Segment Start: Dataset excerpts
//! Mapping between workspace resources and their REST counterparts
//!
//! A [`RemoteResource`] is resolved from a workspace path and knows which requests
//! read, create, update and delete it on the device, and how response documents turn
//! into local file content.

use bytes::Bytes;
use serde_json::{json, Value};

use bigsync_model::layout::{self, TrafficModule};
use bigsync_model::{ConnectionInfo, DataGroup, ModelType, ResourcePath};
use bigsync_rest::uri::{IAPP_DIRECTORY, IAPP_FILE, ILX_WORKSPACE};
use bigsync_rest::{Method, RestRequest, UriBuilder};

use crate::errors::{Result, SyncError};

/// How content travels for a resource kind
#[derive(Debug, Clone, Copy, PartialEq, Eq)]
pub enum Transfer {
    /// Content is embedded in JSON documents (rules, data-groups)
    Json,
    /// Content is uploaded in chunks and fetched as text
    Upload,
    /// Folder-like resource without content of its own
    Container,
}

#[derive(Debug, Clone, PartialEq, Eq)]
pub struct RemoteResource {
    pub kind: ModelType,
    pub connection: String,
    pub partition: Option<String>,
    pub name: String,
    pub path: ResourcePath,
    pub workspace: Option<String>,
    pub extension: Option<String>,
    /// Path below the extension folder or the iAppsLX root
    pub relative: Option<String>,
}

impl RemoteResource {
    /// Resolve a workspace path. `None` for paths without a device counterpart.
    pub fn locate(path: &ResourcePath, is_folder: bool) -> Option<Self> {
        let classified = layout::classify(path, is_folder);
        let segments: Vec<&str> = path.segments().collect();
        let connection = segments.first()?.to_string();
        let joined = |from: usize| segments.get(from..).map(|rest| rest.join("/"));

        let mut resource = Self {
            kind: classified.kind,
            connection,
            partition: classified.partition,
            name: classified.name,
            path: path.clone(),
            workspace: None,
            extension: None,
            relative: None,
        };
        match classified.kind {
            ModelType::RuleLtm
            | ModelType::RuleGtm
            | ModelType::DataGroupLtm
            | ModelType::DataGroupGtm => {}
            ModelType::Workspace | ModelType::RuleIlx => {
                resource.workspace = segments.get(3).map(|s| s.to_string());
            }
            ModelType::Extension | ModelType::ExtensionFile => {
                resource.workspace = segments.get(3).map(|s| s.to_string());
                resource.extension = segments.get(5).map(|s| s.to_string());
                if classified.kind == ModelType::ExtensionFile {
                    resource.relative = joined(6);
                }
            }
            ModelType::IAppLxModel | ModelType::IAppLxModelDir | ModelType::IAppLxModelPackage => {
                resource.relative = joined(2);
            }
            _ => return None,
        }
        Some(resource)
    }

    pub fn rule(connection: &str, module: TrafficModule, partition: &str, name: &str) -> Self {
        Self::plain(
            module.rule_type(),
            connection,
            partition,
            name,
            layout::rule_path(connection, partition, module, name),
        )
    }

    pub fn data_group(
        connection: &str,
        module: TrafficModule,
        partition: &str,
        name: &str,
    ) -> Self {
        Self::plain(
            module.data_group_type(),
            connection,
            partition,
            name,
            layout::data_group_path(connection, partition, module, name),
        )
    }

    fn plain(
        kind: ModelType,
        connection: &str,
        partition: &str,
        name: &str,
        path: ResourcePath,
    ) -> Self {
        Self {
            kind,
            connection: connection.to_string(),
            partition: Some(partition.to_string()),
            name: name.to_string(),
            path,
            workspace: None,
            extension: None,
            relative: None,
        }
    }

    pub fn transfer(&self) -> Transfer {
        match self.kind {
            ModelType::RuleLtm
            | ModelType::RuleGtm
            | ModelType::DataGroupLtm
            | ModelType::DataGroupGtm => Transfer::Json,
            ModelType::RuleIlx | ModelType::ExtensionFile | ModelType::IAppLxModel => {
                Transfer::Upload
            }
            _ => Transfer::Container,
        }
    }

    fn partition(&self) -> &str {
        self.partition.as_deref().unwrap_or("Common")
    }

    fn require<'a>(&self, field: &'a Option<String>, what: &str) -> Result<&'a str> {
        field
            .as_deref()
            .ok_or_else(|| SyncError::NotRemote(format!("{} (missing {})", self.path, what)))
    }

    fn collection(&self, info: &ConnectionInfo) -> Result<UriBuilder> {
        let module = TrafficModule::of(self.kind)
            .ok_or_else(|| SyncError::NotRemote(self.path.to_string()))?;
        let component = if self.kind.is_rule() {
            "rule"
        } else {
            "data-group/internal"
        };
        Ok(UriBuilder::tm(info, module.rest_name(), component))
    }

    fn workspace_uri(&self, info: &ConnectionInfo) -> Result<UriBuilder> {
        let workspace = self.require(&self.workspace, "workspace")?;
        Ok(UriBuilder::endpoint(info, ILX_WORKSPACE).object(self.partition(), workspace))
    }

    /// URI addressing this resource itself
    pub fn object_uri(&self, info: &ConnectionInfo) -> Result<String> {
        let uri = match self.kind {
            ModelType::RuleLtm
            | ModelType::RuleGtm
            | ModelType::DataGroupLtm
            | ModelType::DataGroupGtm => {
                self.collection(info)?.object(self.partition(), &self.name)
            }
            ModelType::Workspace => self.workspace_uri(info)?,
            ModelType::Extension => {
                let extension = self.require(&self.extension, "extension")?;
                self.workspace_uri(info)?.options(&[("extension", extension)])
            }
            ModelType::ExtensionFile => {
                let extension = self.require(&self.extension, "extension")?;
                let file = self.require(&self.relative, "file")?;
                self.workspace_uri(info)?
                    .options(&[("extension", extension), ("file", file)])
            }
            ModelType::RuleIlx => {
                self.workspace_uri(info)?.options(&[("rule", self.name.as_str())])
            }
            ModelType::IAppLxModel => {
                UriBuilder::endpoint(info, IAPP_FILE).segment(self.require(&self.relative, "path")?)
            }
            ModelType::IAppLxModelDir | ModelType::IAppLxModelPackage => {
                let relative = self.require(&self.relative, "path")?;
                UriBuilder::endpoint(info, IAPP_DIRECTORY).segment(relative)
            }
            _ => return Err(SyncError::NotRemote(self.path.to_string())),
        };
        Ok(uri.build())
    }

    pub fn get_request(&self, info: &ConnectionInfo) -> Result<RestRequest> {
        let request = RestRequest::get(self.object_uri(info)?);
        Ok(match self.transfer() {
            Transfer::Upload => request.expect_text(),
            _ => request,
        })
    }

    /// POST creating the resource from local `content`. Upload kinds are created by
    /// uploading to [`object_uri`](Self::object_uri) instead.
    pub fn create_request(&self, info: &ConnectionInfo, content: &[u8]) -> Result<RestRequest> {
        match self.kind {
            ModelType::RuleLtm | ModelType::RuleGtm => Ok(RestRequest::json(
                Method::Post,
                self.collection(info)?.build(),
                &json!({
                    "name": self.name,
                    "partition": self.partition(),
                    "apiAnonymous": String::from_utf8_lossy(content),
                }),
            )),
            ModelType::DataGroupLtm | ModelType::DataGroupGtm => {
                let mut group = DataGroup::from_json(content)?;
                group.name = self.name.clone();
                group.partition = Some(self.partition().to_string());
                Ok(RestRequest::json(
                    Method::Post,
                    self.collection(info)?.build(),
                    &serde_json::to_value(&group)?,
                ))
            }
            ModelType::Workspace => Ok(RestRequest::json(
                Method::Post,
                UriBuilder::endpoint(info, ILX_WORKSPACE).build(),
                &json!({ "name": self.name, "partition": self.partition() }),
            )),
            ModelType::Extension | ModelType::IAppLxModelDir | ModelType::IAppLxModelPackage => {
                Ok(RestRequest::json(Method::Post, self.object_uri(info)?, &json!({})))
            }
            _ => Err(SyncError::NotRemote(format!(
                "{} cannot be created with a document",
                self.path
            ))),
        }
    }

    /// PATCH pushing local `content` of a JSON-carried resource
    pub fn update_request(&self, info: &ConnectionInfo, content: &[u8]) -> Result<RestRequest> {
        let body = match self.kind {
            ModelType::RuleLtm | ModelType::RuleGtm => {
                json!({ "apiAnonymous": String::from_utf8_lossy(content) })
            }
            ModelType::DataGroupLtm | ModelType::DataGroupGtm => {
                DataGroup::from_json(content)?.records_body()
            }
            _ => {
                return Err(SyncError::NotRemote(format!(
                    "{} is not updated with a document",
                    self.path
                )))
            }
        };
        Ok(RestRequest::json(Method::Patch, self.object_uri(info)?, &body))
    }

    pub fn delete_request(&self, info: &ConnectionInfo) -> Result<RestRequest> {
        Ok(RestRequest::delete(self.object_uri(info)?))
    }

    /// Local file content carried by a response document
    pub fn content_from_response(&self, document: &Value) -> Result<Bytes> {
        match self.kind {
            ModelType::RuleLtm | ModelType::RuleGtm => Ok(Bytes::from(
                document
                    .get("apiAnonymous")
                    .and_then(Value::as_str)
                    .unwrap_or_default()
                    .to_string(),
            )),
            ModelType::DataGroupLtm | ModelType::DataGroupGtm => {
                let mut group = DataGroup::from_value(document)?;
                group.name = self.name.clone();
                if group.partition.is_none() {
                    group.partition = self.partition.clone();
                }
                Ok(Bytes::from(group.to_json()?))
            }
            ModelType::RuleIlx | ModelType::ExtensionFile | ModelType::IAppLxModel => {
                let content = document
                    .get(bigsync_rest::json::CONTENT_FIELD)
                    .and_then(Value::as_str)
                    .unwrap_or_default();
                Ok(Bytes::from(content.to_string()))
            }
            _ => Err(SyncError::NotRemote(self.path.to_string())),
        }
    }
}
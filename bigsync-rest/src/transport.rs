//! HTTP transport collaborator
//!
//! [`HttpTransport`] performs one request and hands back status and raw body. The
//! production implementation wraps `reqwest`; a forward proxy (with optional
//! credentials) is applied per request.

use async_trait::async_trait;
use bytes::Bytes;
use std::collections::HashMap;
use std::sync::Mutex;
use std::time::Duration;
use tracing::{debug, trace};

use bigsync_model::ProxySettings;

use crate::errors::{RestError, Result};
use crate::method::Method;

#[derive(Debug, Clone, PartialEq)]
pub struct HttpRequest {
    pub method: Method,
    pub url: String,
    pub headers: Vec<(String, String)>,
    pub body: Option<Bytes>,
    pub proxy: Option<ProxySettings>,
}

impl HttpRequest {
    pub fn new(method: Method, url: impl Into<String>) -> Self {
        Self {
            method,
            url: url.into(),
            headers: Vec::new(),
            body: None,
            proxy: None,
        }
    }

    pub fn header(mut self, name: impl Into<String>, value: impl Into<String>) -> Self {
        self.headers.push((name.into(), value.into()));
        self
    }

    pub fn body(mut self, body: impl Into<Bytes>) -> Self {
        self.body = Some(body.into());
        self
    }

    pub fn proxy(mut self, proxy: Option<ProxySettings>) -> Self {
        self.proxy = proxy;
        self
    }

    pub fn header_value(&self, name: &str) -> Option<&str> {
        self.headers
            .iter()
            .find(|(n, _)| n.eq_ignore_ascii_case(name))
            .map(|(_, v)| v.as_str())
    }
}

#[derive(Debug, Clone, PartialEq)]
pub struct HttpResponse {
    pub status: u16,
    pub body: Bytes,
}

impl HttpResponse {
    pub fn new(status: u16, body: impl Into<Bytes>) -> Self {
        Self {
            status,
            body: body.into(),
        }
    }

    pub fn text(&self) -> String {
        String::from_utf8_lossy(&self.body).into_owned()
    }
}

#[async_trait]
pub trait HttpTransport: Send + Sync {
    async fn send(&self, request: HttpRequest) -> Result<HttpResponse>;
}

#[derive(Debug, Clone)]
pub struct TransportOptions {
    pub request_timeout: Duration,
    /// Skip certificate validation on direct connections. Proxied connections always
    /// skip it, since the proxy re-terminates TLS.
    pub accept_invalid_certs: bool,
}

impl Default for TransportOptions {
    fn default() -> Self {
        Self {
            request_timeout: Duration::from_secs(60),
            accept_invalid_certs: true,
        }
    }
}

/// `reqwest`-backed transport. Proxied clients are built lazily and cached per proxy.
pub struct ReqwestTransport {
    direct: reqwest::Client,
    proxied: Mutex<HashMap<String, reqwest::Client>>,
    options: TransportOptions,
}

impl ReqwestTransport {
    pub fn new(options: TransportOptions) -> Result<Self> {
        let direct = reqwest::Client::builder()
            .timeout(options.request_timeout)
            .danger_accept_invalid_certs(options.accept_invalid_certs)
            .build()?;
        Ok(Self {
            direct,
            proxied: Mutex::new(HashMap::new()),
            options,
        })
    }

    fn client_for(&self, proxy: Option<&ProxySettings>) -> Result<reqwest::Client> {
        let Some(proxy) = proxy else {
            return Ok(self.direct.clone());
        };
        let key = format!("{}:{}:{}", proxy.host, proxy.port, proxy.user.as_deref().unwrap_or(""));
        let mut cache = self
            .proxied
            .lock()
            .map_err(|e| RestError::Transport(e.to_string()))?;
        if let Some(client) = cache.get(&key) {
            return Ok(client.clone());
        }

        let mut forward = reqwest::Proxy::all(format!("http://{}:{}", proxy.host, proxy.port))?;
        if let Some(user) = proxy.user.as_deref() {
            forward = forward.basic_auth(user, proxy.password.as_deref().unwrap_or(""));
        }
        let client = reqwest::Client::builder()
            .timeout(self.options.request_timeout)
            .proxy(forward)
            .danger_accept_invalid_certs(true)
            .build()?;
        debug!("Built proxied HTTP client for {}:{}", proxy.host, proxy.port);
        cache.insert(key, client.clone());
        Ok(client)
    }
}

#[async_trait]
impl HttpTransport for ReqwestTransport {
    async fn send(&self, request: HttpRequest) -> Result<HttpResponse> {
        let client = self.client_for(request.proxy.as_ref())?;
        trace!("{} {}", request.method, request.url);

        let mut builder = client.request(request.method.into(), &request.url);
        for (name, value) in &request.headers {
            builder = builder.header(name.as_str(), value.as_str());
        }
        if let Some(body) = request.body {
            builder = builder.body(body);
        }

        let response = builder.send().await?;
        let status = response.status().as_u16();
        let body = response.bytes().await?;
        Ok(HttpResponse { status, body })
    }
}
Segment End: Dataset excerpts
▶ [Task] Return only the number of lines in the records above that include the string "created".

▶ [Answer below] 2